pub mod schema;
pub mod types;

pub use schema::{build_schema, MutationRoot, PollhubSchema, QueryRoot};

use async_graphql::http::GraphiQLSource;
use async_graphql_axum::{GraphQLRequest, GraphQLResponse};
use axum::{
    extract::State,
    http::HeaderMap,
    response::{Html, IntoResponse},
};

use crate::{auth::bearer_token, AppState};

/// Executes a GraphQL request. A valid bearer token puts the authenticated
/// identity into the request context; resolvers that need auth check for it.
pub async fn graphql_handler(
    State(state): State<AppState>,
    headers: HeaderMap,
    req: GraphQLRequest,
) -> GraphQLResponse {
    let mut request = req.into_inner();

    if let Some(user) =
        bearer_token(&headers).and_then(|token| state.auth_service.validate_token(token).ok())
    {
        request = request.data(user);
    }

    state.schema.execute(request).await.into()
}

pub async fn graphiql() -> impl IntoResponse {
    Html(GraphiQLSource::build().endpoint("/graphql").finish())
}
*-*-*
To do ->
Find and copy each line of the material that holds the word "user".

Finished exercise ->
    if let Some(user) =
        request = request.data(user);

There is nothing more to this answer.